■ **WHAT YOU NEED TO DO**: State the number of lines in the records that contain "PathBuf", with no other words.

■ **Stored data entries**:

---*---

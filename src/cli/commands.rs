use crate::domain::{BoardSortKey, Priority, TaskId, TaskSortField, TaskStatus};
use chrono::NaiveDate;
use clap::builder::RangedU64ValueParser;
use clap::{Args, Parser, Subcommand};
use std::path::PathBuf;

#[derive(Parser)]
#[command(name = "taskify", about = "Local task boards", version)]
pub struct Cli {
    #[command(subcommand)]
    pub command: Commands,

    /// Output as JSON
    #[arg(long, global = true)]
    pub json: bool,

    /// Run against a different project directory
    #[arg(short = 'C', long = "project-dir", global = true)]
    pub project_dir: Option<PathBuf>,
}

#[derive(Subcommand)]
pub enum Commands {
    /// List boards with total counts
    Boards(BoardsArgs),
    /// Create, delete or star a board
    Board(BoardCmd),
    /// Show the tasks of a board
    Show(ShowArgs),
    /// Add, edit, delete or star tasks
    Task(TaskCmd),
    /// Render the view at a path: `/` or `/board/<ID>`
    Open(OpenArgs),
}

#[derive(Args)]
pub struct BoardsArgs {
    /// Only boards whose name contains this text
    #[arg(long, short)]
    pub search: Option<String>,

    /// recent, name or tasks
    #[arg(long, default_value = "recent")]
    pub sort: BoardSortKey,
}

#[derive(Args)]
pub struct BoardCmd {
    #[command(subcommand)]
    pub action: BoardAction,
}

#[derive(Subcommand)]
pub enum BoardAction {
    /// Create a board
    New { name: String },
    /// Delete a board and all of its tasks
    Rm { id: String },
    /// Star or unstar a board
    Star { id: String },
}

#[derive(Args)]
pub struct ShowArgs {
    pub board: String,

    #[command(flatten)]
    pub query: TaskQueryArgs,
}

#[derive(Args)]
pub struct TaskQueryArgs {
    /// Only tasks whose text contains this text
    #[arg(long, short)]
    pub search: Option<String>,

    /// Only tasks with this status
    #[arg(long)]
    pub status: Option<TaskStatus>,

    /// Only tasks with this priority
    #[arg(long)]
    pub priority: Option<Priority>,

    /// due-date, priority or created
    #[arg(long)]
    pub sort: Option<TaskSortField>,

    /// Sort descending
    #[arg(long)]
    pub desc: bool,

    /// Page number, starting at 1
    #[arg(long, default_value_t = 1)]
    pub page: usize,

    /// Rows per page, at least 1
    #[arg(long, value_parser = RangedU64ValueParser::<usize>::new().range(1..))]
    pub page_size: Option<usize>,
}

#[derive(Args)]
pub struct TaskCmd {
    #[command(subcommand)]
    pub action: TaskAction,
}

#[derive(Subcommand)]
pub enum TaskAction {
    /// Add a task to a board
    Add(AddArgs),
    /// Edit a task
    Edit(EditArgs),
    /// Delete a task
    Rm { board: String, task: TaskId },
    /// Star or unstar a task
    Star { board: String, task: TaskId },
    /// Change a task's status
    Status {
        board: String,
        task: TaskId,
        status: TaskStatus,
    },
}

#[derive(Args)]
pub struct AddArgs {
    pub board: String,
    pub text: String,

    #[arg(long, default_value = "todo")]
    pub status: TaskStatus,

    #[arg(long, default_value = "medium")]
    pub priority: Priority,

    /// Due date (YYYY-MM-DD)
    #[arg(long, conflicts_with = "quick")]
    pub due: Option<NaiveDate>,

    /// Due three days from today
    #[arg(long)]
    pub quick: bool,
}

#[derive(Args)]
pub struct EditArgs {
    pub board: String,
    pub task: TaskId,

    #[arg(long)]
    pub text: Option<String>,

    #[arg(long)]
    pub status: Option<TaskStatus>,

    #[arg(long)]
    pub priority: Option<Priority>,

    /// Due date (YYYY-MM-DD)
    #[arg(long, conflicts_with = "clear_due")]
    pub due: Option<NaiveDate>,

    /// Remove the due date
    #[arg(long)]
    pub clear_due: bool,
}

#[derive(Args)]
pub struct OpenArgs {
    pub path: String,

    #[command(flatten)]
    pub query: TaskQueryArgs,
}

---*---

■ **RESULT FOR THIS EXERCISE**: 2